L'âne musicien

L'âne musicien sur les routes de Compostelle

Les pèlerins qui ont emprunté la Via Turonensis (voie de Tours), se souviennent certainement de la représentation de l'âne à la lyre rencontrée sur l'archivolte du portail sud de l'église saint Pierre d'Aulnay de Saintonge, portail du 12ème siècle.

Cette représentation est identique à celle de l'âne à la lyre de Saint Nectaire, de Brioude ou encore de Saint Benoit sur Loire et encore bien d'autres églises romanes.


Tous ces ânes musiciens romans ainsi que l’âne qui vielle de Chartres ont été inspirés par Boèce.

C'était un savant humaniste et homme d'Etat du 5ème siècle dont l'influence dans le monde médiéval fut considérable. Un manuscrit latin datant de 1200 environ, conservé la Bibliothèque Nationale, fait justement allusion à "l'âne à la lyre de Boèce" : « onos liras boetii ».

Et si l'on se reporte à ce texte de Boèce, on constate qu'il reprend les paroles du psaume 92.6 « L'homme stupide n'y connaît rien, Et l'insensé n'y prend point garde ».

Et l'insensé n'y comprendra rien. L'âne n'est donc pas ici, comme l'ont prétendu plusieurs auteurs, pour donner quelque leçon de morale, mais pour nous inviter à comprendre.

Sans doute s'agit-il de comprendre ce livre de pierre qu’est l’église romane et peut être même pour nous inviter à comprendre le mystère divin.
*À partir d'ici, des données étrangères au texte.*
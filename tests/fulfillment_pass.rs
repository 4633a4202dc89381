// SPDX-License-Identifier: MIT
// Fulfillment-pass behavior: budget accounting, reserved-link subtraction,
// commitment short-circuit and retry semantics, against an in-memory store.

mod common;

use alloy::primitives::{B256, U256};
use common::*;

#[tokio::test]
async fn balance_break_keeps_later_requests_pending() {
    let h = Harness::new(3).await;
    h.set_balance(1, 1_000);
    h.set_cost(1, 600);
    h.set_cost(2, 500);

    h.listener.handle_log(requested_envelope(1, 1, 100, 1)).await;
    h.listener.handle_log(requested_envelope(2, 1, 100, 2)).await;

    // Not enough confirmations yet.
    h.set_tip(102);
    h.listener.process_pending_requests().await;
    assert_eq!(h.eth_tx_count().await, 0);

    // Both eligible: the first fits (1000 >= 600), the remaining 400 cannot
    // cover the second, so the pass breaks and keeps it pending.
    h.set_tip(103);
    h.listener.process_pending_requests().await;
    assert_eq!(h.eth_tx_count().await, 1);
    assert_eq!(
        h.listener.pending_request_ids().await,
        vec![U256::from(2u64)]
    );

    // Next tick the enqueued 600 is reserved in the store: 1000 - 600 < 500,
    // still waiting for a top-up.
    h.listener.process_pending_requests().await;
    assert_eq!(h.eth_tx_count().await, 1);

    // A top-up unblocks it.
    h.set_balance(1, 1_200);
    h.listener.process_pending_requests().await;
    assert_eq!(h.eth_tx_count().await, 2);
    assert!(h.listener.pending_request_ids().await.is_empty());
}

#[tokio::test]
async fn preexisting_reservations_shrink_the_budget() {
    let h = Harness::new(3).await;
    h.set_balance(1, 1_000);
    h.set_cost(3, 800);

    // An unmined fulfillment from a prior run still reserves 300.
    sqlx::query(
        "INSERT INTO eth_txes (from_address, to_address, encoded_payload, gas_limit, state, max_link) \
         VALUES (?, ?, X'00', 1, 'in_progress', '300')",
    )
    .bind(FROM.to_string())
    .bind(COORDINATOR.to_string())
    .execute(h.db.pool())
    .await
    .unwrap();

    h.listener.handle_log(requested_envelope(3, 1, 100, 1)).await;
    h.set_tip(103);
    h.listener.process_pending_requests().await;

    // Effective balance 700 < 800: nothing new was enqueued.
    assert_eq!(h.eth_tx_count().await, 1);
    assert_eq!(
        h.listener.pending_request_ids().await,
        vec![U256::from(3u64)]
    );
}

#[tokio::test]
async fn pass_spends_at_most_the_simulated_costs() {
    let h = Harness::new(3).await;
    h.set_balance(1, 2_000);
    h.set_cost(4, 600);
    h.set_cost(5, 500);

    h.listener.handle_log(requested_envelope(4, 1, 100, 1)).await;
    h.listener.handle_log(requested_envelope(5, 1, 100, 2)).await;
    h.set_tip(103);
    h.listener.process_pending_requests().await;

    assert_eq!(h.eth_tx_count().await, 2);
    assert_eq!(
        h.db.reserved_link(FROM).await.unwrap(),
        U256::from(1_100u64)
    );
    assert!(h.listener.pending_request_ids().await.is_empty());
}

#[tokio::test]
async fn zero_commitment_consumes_without_enqueue() {
    let h = Harness::new(3).await;
    h.set_balance(1, 1_000);
    h.coordinator
        .commitments
        .lock()
        .unwrap()
        .insert(U256::from(6u64), B256::ZERO);

    let envelope = requested_envelope(6, 1, 100, 1);
    let (block_hash, log_index) = envelope.consumed_key().unwrap();
    h.listener.handle_log(envelope).await;

    h.set_tip(103);
    h.listener.process_pending_requests().await;

    assert_eq!(h.eth_tx_count().await, 0);
    assert!(h.simulated_ids().await.is_empty());
    assert!(h.db.was_log_consumed(block_hash, log_index).await.unwrap());
    assert!(h.listener.pending_request_ids().await.is_empty());
}

#[tokio::test]
async fn transient_simulation_failure_retries_next_tick() {
    let h = Harness::new(3).await;
    h.set_balance(1, 1_000);
    h.set_cost(7, 100);
    h.pipeline.failing.lock().unwrap().insert(U256::from(7u64));

    h.listener.handle_log(requested_envelope(7, 1, 100, 1)).await;
    h.set_tip(103);
    h.listener.process_pending_requests().await;

    assert_eq!(h.eth_tx_count().await, 0);
    assert_eq!(
        h.listener.pending_request_ids().await,
        vec![U256::from(7u64)]
    );

    // Two minutes later the pipeline recovers; enqueued exactly once.
    h.pipeline.failing.lock().unwrap().clear();
    h.listener.process_pending_requests().await;
    assert_eq!(h.eth_tx_count().await, 1);
    assert!(h.listener.pending_request_ids().await.is_empty());
}

#[tokio::test]
async fn requests_are_simulated_in_insertion_order() {
    let h = Harness::new(3).await;
    h.set_balance(1, 10_000);

    // Later blocks delivered first still simulate in arrival order.
    h.listener.handle_log(requested_envelope(12, 1, 101, 1)).await;
    h.listener.handle_log(requested_envelope(11, 1, 100, 2)).await;
    h.listener.handle_log(requested_envelope(13, 1, 101, 3)).await;

    h.set_tip(200);
    h.listener.process_pending_requests().await;
    assert_eq!(h.simulated_ids().await, vec![12, 11, 13]);
}

#[tokio::test]
async fn each_subscription_draws_on_its_own_balance() {
    let h = Harness::new(3).await;
    h.set_balance(1, 50);
    h.set_balance(2, 1_000);
    h.set_cost(14, 600);
    h.set_cost(15, 600);

    h.listener.handle_log(requested_envelope(14, 1, 100, 1)).await;
    h.listener.handle_log(requested_envelope(15, 2, 100, 2)).await;
    h.set_tip(103);
    h.listener.process_pending_requests().await;

    // Sub 1 cannot afford its request; sub 2 can.
    assert_eq!(h.eth_tx_count().await, 1);
    assert_eq!(
        h.listener.pending_request_ids().await,
        vec![U256::from(14u64)]
    );
}

#[tokio::test]
async fn unreadable_subscription_does_not_starve_the_others() {
    let h = Harness::new(3).await;
    h.set_balance(1, 1_000);
    h.set_balance(2, 1_000);
    h.coordinator.unreadable_subs.lock().unwrap().insert(1);

    h.listener.handle_log(requested_envelope(16, 1, 100, 1)).await;
    h.listener.handle_log(requested_envelope(17, 2, 100, 2)).await;
    h.set_tip(103);
    h.listener.process_pending_requests().await;

    // Sub 1's balance read failed: its request waits. Sub 2 still ran.
    assert_eq!(h.simulated_ids().await, vec![17]);
    assert_eq!(h.eth_tx_count().await, 1);
    assert_eq!(
        h.listener.pending_request_ids().await,
        vec![U256::from(16u64)]
    );

    // Recovery on a later tick.
    h.coordinator.unreadable_subs.lock().unwrap().clear();
    h.listener.process_pending_requests().await;
    assert_eq!(h.eth_tx_count().await, 2);
    assert!(h.listener.pending_request_ids().await.is_empty());
}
C’est évident, il ne s’agit pas d'un simple amusement de sculpteur.

Ce thème de l’âne musicien, évoquant couramment l’ignorance d’un lourdaud prétentieux, est fréquent dans le bestiaire roman.

On en fait généralement remonter l'origine à une fable de Phèdre (1er siècle de notre ère). " L'âne, voyant une lyre abandonnée par terre dans une prairie, s'approcha et essaya les cordes avec son sabot, elles résonnèrent dès qu'il les toucha : " joli instrument parbleu, mais c'est mal tombé dit l'âne, car je ne sais pas en jouer. Si quelqu'un de plus savant l'avait trouvé, il eût charmé les oreilles par de divines mélodies ".
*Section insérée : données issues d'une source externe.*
// SPDX-License-Identifier: MIT

use crate::common::error::AppError;
use alloy::primitives::{Address, B256, Bytes, U256};
use sqlx::sqlite::SqlitePoolOptions;
use sqlx::{Pool, Row, Sqlite, Transaction};

/// Transaction states that no longer reserve budget: the spend either
/// settled on chain or will never happen.
const SETTLED_STATES: [&str; 3] = ["fatal_error", "confirmed", "confirmed_missing_receipt"];

#[derive(Clone)]
pub struct Database {
    pool: Pool<Sqlite>,
}

impl Database {
    pub async fn new(database_url: &str) -> Result<Self, AppError> {
        let pool = SqlitePoolOptions::new()
            .max_connections(5)
            .connect(database_url)
            .await
            .map_err(|e| AppError::Initialization(format!("DB connect failed: {}", e)))?;

        sqlx::migrate!("./migrations")
            .run(&pool)
            .await
            .map_err(|e| AppError::Initialization(format!("DB migration failed: {}", e)))?;

        Ok(Self { pool })
    }

    pub fn pool(&self) -> &Pool<Sqlite> {
        &self.pool
    }

    pub async fn begin(&self) -> Result<Transaction<'static, Sqlite>, AppError> {
        Ok(self.pool.begin().await?)
    }

    pub async fn was_log_consumed(
        &self,
        block_hash: B256,
        log_index: u64,
    ) -> Result<bool, AppError> {
        let row = sqlx::query(
            "SELECT 1 AS present FROM log_consumptions WHERE block_hash = ? AND log_index = ?",
        )
        .bind(block_hash.to_string())
        .bind(log_index as i64)
        .fetch_optional(&self.pool)
        .await?;
        Ok(row.is_some())
    }

    /// Record the consumed marker. Takes any executor so the caller can
    /// group it with the fulfillment enqueue in one transaction.
    pub async fn mark_log_consumed<'e, E>(
        &self,
        executor: E,
        block_hash: B256,
        log_index: u64,
    ) -> Result<(), AppError>
    where
        E: sqlx::Executor<'e, Database = Sqlite>,
    {
        sqlx::query(
            "INSERT OR IGNORE INTO log_consumptions (block_hash, log_index) VALUES (?, ?)",
        )
        .bind(block_hash.to_string())
        .bind(log_index as i64)
        .execute(executor)
        .await?;
        Ok(())
    }

    /// Sum of `max_link` over in-flight transactions from `from_address`.
    ///
    /// SQLite cannot SUM 78-digit decimals exactly, so the values are fetched
    /// as strings and folded into a U256 here.
    pub async fn reserved_link(&self, from_address: Address) -> Result<U256, AppError> {
        let rows = sqlx::query(
            "SELECT max_link FROM eth_txes \
             WHERE from_address = ? AND max_link IS NOT NULL \
             AND state NOT IN (?, ?, ?)",
        )
        .bind(from_address.to_string())
        .bind(SETTLED_STATES[0])
        .bind(SETTLED_STATES[1])
        .bind(SETTLED_STATES[2])
        .fetch_all(&self.pool)
        .await?;

        let mut total = U256::ZERO;
        for row in rows {
            let raw: String = row.get("max_link");
            let value = U256::from_str_radix(&raw, 10)
                .map_err(|e| AppError::Parse(format!("bad max_link {:?}: {}", raw, e)))?;
            total = total.saturating_add(value);
        }
        Ok(total)
    }

    pub async fn insert_pipeline_run<'e, E>(
        &self,
        executor: E,
        request_id: U256,
        max_link: U256,
        gas_limit: u64,
        payload: &Bytes,
    ) -> Result<i64, AppError>
    where
        E: sqlx::Executor<'e, Database = Sqlite>,
    {
        let row = sqlx::query(
            "INSERT INTO pipeline_runs (request_id, max_link, gas_limit, payload) \
             VALUES (?, ?, ?, ?) RETURNING id",
        )
        .bind(request_id.to_string())
        .bind(max_link.to_string())
        .bind(gas_limit as i64)
        .bind(payload.as_ref())
        .fetch_one(executor)
        .await?;
        Ok(row.get("id"))
    }
}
L’âne musicien suggère le 7ème art libéral, la musique, qui pourrait le mettre en relation avec les harmonies supérieures.

Que la musique soit sacrée ou profane, elle est une activité propre à l’être humain. Dans la mesure où l’on fait jouer un instrumentiste animalier le pas est franchi entre le genre humain et le monde animal.

Dans la pensée chrétienne l’animal musicien symbolise l’ignorance prétentieuse et la paresse spirituelle au lieu et place de la recherche zélée du Tout Autre. L’âne musicien rappelle aux

hommes que leur ignorance ne leur permet pas d’approcher l’essence des choses. Cette ignorance est un obstacle à la vision de la Lumière.

C’est un voile, même un épais bandeau, posé sur les yeux qui occulte cette Lumière qui était la véritable Lumière, qui, en venant dans le monde, éclaire tout homme. Elle était dans le monde, et le monde a été fait par elle, et le monde ne l'a point connue.

Elle est venue chez les siens, et les siens ne l'ont point reçue. (Jn 1,9-11).Voila ce que veut nous dire l’âne musicien qui nous renvoie notre propre image. Il nous indique notre propre ignorance de cette Lumière qui, pourtant, est en chacun de nous, cette étincelle de divin que nous partageons tous, mais que nous ne voyons plus. Le voile sur nos yeux nous cache la Réalité et ce que nous prenons pour vérité n’est finalement qu’illusion.

Comme thérapie à cet aveuglement spirituel, le Chemin de Saint Jacques restitue l'homme dans ses racines. Parce qu'il relie l'homme à la nature et par elle à Dieu. Parce que sur le chemin, rien ne s'oppose au passage de la Lumière. Parce qu'il est voyage et reconnaissance du véritable « opus dei » (oeuvre divine) sous la forme du travail de la nature et de celui des hommes. Parce qu'il est chemin de solidarité, de fraternité et finalement de spiritualité.